* [WORK ITEM] Below are some records; write them all out again exactly.

********

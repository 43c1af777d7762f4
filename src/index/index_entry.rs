//! Index entry representation
//!
//! Each entry in the index represents a tracked file with:
//! - File path
//! - Content hash (object ID)
//! - File metadata (mode, size, timestamps)
//! - Packed flag words
//!
//! ## Entry Format
//!
//! Entries are stored in a binary format with 8-byte alignment. The fixed
//! prefix is 62 bytes: ten 4-byte stat fields, the 20-byte content hash and
//! the 2-byte flags word. Version 3 entries with the extended bit set carry
//! an additional 2-byte flags word. The path follows, then NUL padding up to
//! the next 8-byte boundary (at least one pad byte, all of which must be
//! zero).

use crate::format_error::FormatError;
use crate::index::byte_reader::ByteReader;
use crate::index::{ENTRY_BLOCK, ENTRY_FIXED_SIZE, NAME_LENGTH_MASK, VERSION_V3};
use crate::object_id::ObjectId;
use bitflags::bitflags;
use byteorder::ByteOrder;

bitflags! {
    /// Status bits of the 16-bit entry flags word.
    ///
    /// The low 12 bits are the name length, not flags; `from_bits_retain`
    /// keeps them intact.
    #[derive(Debug, Clone, Copy, PartialEq, Eq, PartialOrd, Ord, Hash)]
    pub struct EntryFlags: u16 {
        const ASSUME_VALID = 1 << 15;
        const EXTENDED = 1 << 14;
        const STAGE_ONE = 1 << 13;
        const STAGE_TWO = 1 << 12;
    }
}

bitflags! {
    /// Status bits of the 16-bit extra flags word (version 3 only).
    #[derive(Debug, Clone, Copy, PartialEq, Eq, PartialOrd, Ord, Hash)]
    pub struct ExtraFlags: u16 {
        const RESERVED = 1 << 15;
        const SKIP_WORKTREE = 1 << 14;
        const INTENT_TO_ADD = 1 << 13;
    }
}

/// Index entry representing a tracked file
///
/// A flat immutable aggregate of the decoded on-disk fields. The entry is
/// fully validated when it is decoded; there is no partially-built state.
#[derive(Debug, Clone, PartialEq)]
pub struct IndexEntry {
    /// 1-based position among the entries
    pub index: u32,
    /// File path relative to repository root
    pub name: String,
    /// Change time (seconds since Unix epoch)
    pub ctime_seconds: u32,
    /// Change time nanoseconds
    pub ctime_nanoseconds: u32,
    /// Modification time (seconds since Unix epoch)
    pub mtime_seconds: u32,
    /// Modification time nanoseconds
    pub mtime_nanoseconds: u32,
    /// Device ID
    pub dev: u32,
    /// Inode number
    pub ino: u32,
    /// File mode: 4-bit object type, 3 unused bits, 9-bit unix permission
    pub mode: u32,
    /// User ID of owner
    pub uid: u32,
    /// Group ID of owner
    pub gid: u32,
    /// File size in bytes
    pub size: u32,
    /// SHA-1 hash of the staged content
    pub oid: ObjectId,
    /// Raw 16-bit flags word
    pub flags: EntryFlags,
    /// Raw 16-bit extra flags word, present only for extended v3 entries
    pub extra_flags: Option<ExtraFlags>,
}

impl IndexEntry {
    pub fn assume_valid(&self) -> bool {
        self.flags.contains(EntryFlags::ASSUME_VALID)
    }

    pub fn extended(&self) -> bool {
        self.flags.contains(EntryFlags::EXTENDED)
    }

    pub fn stage_one(&self) -> bool {
        self.flags.contains(EntryFlags::STAGE_ONE)
    }

    pub fn stage_two(&self) -> bool {
        self.flags.contains(EntryFlags::STAGE_TWO)
    }

    /// Name length as recorded in the flags word, saturated at 0xFFF
    pub fn name_length(&self) -> usize {
        (self.flags.bits() & NAME_LENGTH_MASK) as usize
    }

    pub fn reserved(&self) -> Option<bool> {
        self.extra_flags.map(|flags| flags.contains(ExtraFlags::RESERVED))
    }

    pub fn skip_worktree(&self) -> Option<bool> {
        self.extra_flags
            .map(|flags| flags.contains(ExtraFlags::SKIP_WORKTREE))
    }

    pub fn intent_to_add(&self) -> Option<bool> {
        self.extra_flags
            .map(|flags| flags.contains(ExtraFlags::INTENT_TO_ADD))
    }

    /// Decode one entry record from the cursor.
    ///
    /// `index` is the 1-based position of the entry in the file and `version`
    /// the format version from the header, which decides whether extended
    /// entries carry an extra flags word.
    pub(crate) fn deserialize(
        reader: &mut ByteReader,
        version: u32,
        index: u32,
    ) -> Result<Self, FormatError> {
        let bytes = reader.read(ENTRY_FIXED_SIZE)?;

        let ctime_seconds = byteorder::NetworkEndian::read_u32(&bytes[0..4]);
        let ctime_nanoseconds = byteorder::NetworkEndian::read_u32(&bytes[4..8]);
        let mtime_seconds = byteorder::NetworkEndian::read_u32(&bytes[8..12]);
        let mtime_nanoseconds = byteorder::NetworkEndian::read_u32(&bytes[12..16]);
        let dev = byteorder::NetworkEndian::read_u32(&bytes[16..20]);
        let ino = byteorder::NetworkEndian::read_u32(&bytes[20..24]);
        let mode = byteorder::NetworkEndian::read_u32(&bytes[24..28]);
        let uid = byteorder::NetworkEndian::read_u32(&bytes[28..32]);
        let gid = byteorder::NetworkEndian::read_u32(&bytes[32..36]);
        let size = byteorder::NetworkEndian::read_u32(&bytes[36..40]);
        let oid = ObjectId::from_h40(&bytes[40..60])?;
        let flags = EntryFlags::from_bits_retain(byteorder::NetworkEndian::read_u16(&bytes[60..62]));

        let mut consumed = ENTRY_FIXED_SIZE;

        let extra_flags = if flags.contains(EntryFlags::EXTENDED) && version == VERSION_V3 {
            let word = reader.read_u16()?;
            consumed += 2;
            Some(ExtraFlags::from_bits_retain(word))
        } else {
            None
        };

        let name_length = (flags.bits() & NAME_LENGTH_MASK) as usize;
        let name = if name_length < NAME_LENGTH_MASK as usize {
            let name_bytes = reader.read(name_length)?;
            consumed += name_length;
            String::from_utf8_lossy(&name_bytes).into_owned()
        } else {
            // Name too long to encode in the flags word: NUL-terminated on
            // disk. The padding counter advances by one for the terminator,
            // not by the real name length.
            let mut name_bytes = Vec::new();
            loop {
                let byte = reader.read_byte()?;
                if byte == 0 {
                    break;
                }
                name_bytes.push(byte);
            }
            consumed += 1;
            String::from_utf8_lossy(&name_bytes).into_owned()
        };

        // Pad up to the next 8-byte boundary, always at least one byte
        let pad_length = ENTRY_BLOCK - consumed % ENTRY_BLOCK;
        let padding = reader.read(pad_length)?;
        if padding.iter().any(|&byte| byte != 0) {
            return Err(FormatError::NonZeroPadding);
        }

        Ok(IndexEntry {
            index,
            name,
            ctime_seconds,
            ctime_nanoseconds,
            mtime_seconds,
            mtime_nanoseconds,
            dev,
            ino,
            mode,
            uid,
            gid,
            size,
            oid,
            flags,
            extra_flags,
        })
    }
}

********

* [SOLUTION]
repository 43c1af777d7762f4
filename src/index/index_entry.rs
//! Index entry representation
//!
//! Each entry in the index represents a tracked file with:
//! - File path
//! - Content hash (object ID)
//! - File metadata (mode, size, timestamps)
//! - Packed flag words
//!
//! ## Entry Format
//!
//! Entries are stored in a binary format with 8-byte alignment. The fixed
//! prefix is 62 bytes: ten 4-byte stat fields, the 20-byte content hash and
//! the 2-byte flags word. Version 3 entries with the extended bit set carry
//! an additional 2-byte flags word. The path follows, then NUL padding up to
//! the next 8-byte boundary (at least one pad byte, all of which must be
//! zero).

use crate::format_error::FormatError;
use crate::index::byte_reader::ByteReader;
use crate::index::{ENTRY_BLOCK, ENTRY_FIXED_SIZE, NAME_LENGTH_MASK, VERSION_V3};
use crate::object_id::ObjectId;
use bitflags::bitflags;
use byteorder::ByteOrder;

bitflags! {
    /// Status bits of the 16-bit entry flags word.
    ///
    /// The low 12 bits are the name length, not flags; `from_bits_retain`
    /// keeps them intact.
    #[derive(Debug, Clone, Copy, PartialEq, Eq, PartialOrd, Ord, Hash)]
    pub struct EntryFlags: u16 {
        const ASSUME_VALID = 1 << 15;
        const EXTENDED = 1 << 14;
        const STAGE_ONE = 1 << 13;
        const STAGE_TWO = 1 << 12;
    }
}

bitflags! {
    /// Status bits of the 16-bit extra flags word (version 3 only).
    #[derive(Debug, Clone, Copy, PartialEq, Eq, PartialOrd, Ord, Hash)]
    pub struct ExtraFlags: u16 {
        const RESERVED = 1 << 15;
        const SKIP_WORKTREE = 1 << 14;
        const INTENT_TO_ADD = 1 << 13;
    }
}

/// Index entry representing a tracked file
///
/// A flat immutable aggregate of the decoded on-disk fields. The entry is
/// fully validated when it is decoded; there is no partially-built state.
#[derive(Debug, Clone, PartialEq)]
pub struct IndexEntry {
    /// 1-based position among the entries
    pub index: u32,
    /// File path relative to repository root
    pub name: String,
    /// Change time (seconds since Unix epoch)
    pub ctime_seconds: u32,
    /// Change time nanoseconds
    pub ctime_nanoseconds: u32,
    /// Modification time (seconds since Unix epoch)
    pub mtime_seconds: u32,
    /// Modification time nanoseconds
    pub mtime_nanoseconds: u32,
    /// Device ID
    pub dev: u32,
    /// Inode number
    pub ino: u32,
    /// File mode: 4-bit object type, 3 unused bits, 9-bit unix permission
    pub mode: u32,
    /// User ID of owner
    pub uid: u32,
    /// Group ID of owner
    pub gid: u32,
    /// File size in bytes
    pub size: u32,
    /// SHA-1 hash of the staged content
    pub oid: ObjectId,
    /// Raw 16-bit flags word
    pub flags: EntryFlags,
    /// Raw 16-bit extra flags word, present only for extended v3 entries
    pub extra_flags: Option<ExtraFlags>,
}

impl IndexEntry {
    pub fn assume_valid(&self) -> bool {
        self.flags.contains(EntryFlags::ASSUME_VALID)
    }

    pub fn extended(&self) -> bool {
        self.flags.contains(EntryFlags::EXTENDED)
    }

    pub fn stage_one(&self) -> bool {
        self.flags.contains(EntryFlags::STAGE_ONE)
    }

    pub fn stage_two(&self) -> bool {
        self.flags.contains(EntryFlags::STAGE_TWO)
    }

    /// Name length as recorded in the flags word, saturated at 0xFFF
    pub fn name_length(&self) -> usize {
        (self.flags.bits() & NAME_LENGTH_MASK) as usize
    }

    pub fn reserved(&self) -> Option<bool> {
        self.extra_flags.map(|flags| flags.contains(ExtraFlags::RESERVED))
    }

    pub fn skip_worktree(&self) -> Option<bool> {
        self.extra_flags
            .map(|flags| flags.contains(ExtraFlags::SKIP_WORKTREE))
    }

    pub fn intent_to_add(&self) -> Option<bool> {
        self.extra_flags
            .map(|flags| flags.contains(ExtraFlags::INTENT_TO_ADD))
    }

    /// Decode one entry record from the cursor.
    ///
    /// `index` is the 1-based position of the entry in the file and `version`
    /// the format version from the header, which decides whether extended
    /// entries carry an extra flags word.
    pub(crate) fn deserialize(
        reader: &mut ByteReader,
        version: u32,
        index: u32,
    ) -> Result<Self, FormatError> {
        let bytes = reader.read(ENTRY_FIXED_SIZE)?;

        let ctime_seconds = byteorder::NetworkEndian::read_u32(&bytes[0..4]);
        let ctime_nanoseconds = byteorder::NetworkEndian::read_u32(&bytes[4..8]);
        let mtime_seconds = byteorder::NetworkEndian::read_u32(&bytes[8..12]);
        let mtime_nanoseconds = byteorder::NetworkEndian::read_u32(&bytes[12..16]);
        let dev = byteorder::NetworkEndian::read_u32(&bytes[16..20]);
        let ino = byteorder::NetworkEndian::read_u32(&bytes[20..24]);
        let mode = byteorder::NetworkEndian::read_u32(&bytes[24..28]);
        let uid = byteorder::NetworkEndian::read_u32(&bytes[28..32]);
        let gid = byteorder::NetworkEndian::read_u32(&bytes[32..36]);
        let size = byteorder::NetworkEndian::read_u32(&bytes[36..40]);
        let oid = ObjectId::from_h40(&bytes[40..60])?;
        let flags = EntryFlags::from_bits_retain(byteorder::NetworkEndian::read_u16(&bytes[60..62]));

        let mut consumed = ENTRY_FIXED_SIZE;

        let extra_flags = if flags.contains(EntryFlags::EXTENDED) && version == VERSION_V3 {
            let word = reader.read_u16()?;
            consumed += 2;
            Some(ExtraFlags::from_bits_retain(word))
        } else {
            None
        };

        let name_length = (flags.bits() & NAME_LENGTH_MASK) as usize;
        let name = if name_length < NAME_LENGTH_MASK as usize {
            let name_bytes = reader.read(name_length)?;
            consumed += name_length;
            String::from_utf8_lossy(&name_bytes).into_owned()
        } else {
            // Name too long to encode in the flags word: NUL-terminated on
            // disk. The padding counter advances by one for the terminator,
            // not by the real name length.
            let mut name_bytes = Vec::new();
            loop {
                let byte = reader.read_byte()?;
                if byte == 0 {
                    break;
                }
                name_bytes.push(byte);
            }
            consumed += 1;
            String::from_utf8_lossy(&name_bytes).into_owned()
        };

        // Pad up to the next 8-byte boundary, always at least one byte
        let pad_length = ENTRY_BLOCK - consumed % ENTRY_BLOCK;
        let padding = reader.read(pad_length)?;
        if padding.iter().any(|&byte| byte != 0) {
            return Err(FormatError::NonZeroPadding);
        }

        Ok(IndexEntry {
            index,
            name,
            ctime_seconds,
            ctime_nanoseconds,
            mtime_seconds,
            mtime_nanoseconds,
            dev,
            ino,
            mode,
            uid,
            gid,
            size,
            oid,
            flags,
            extra_flags,
        })
    }
}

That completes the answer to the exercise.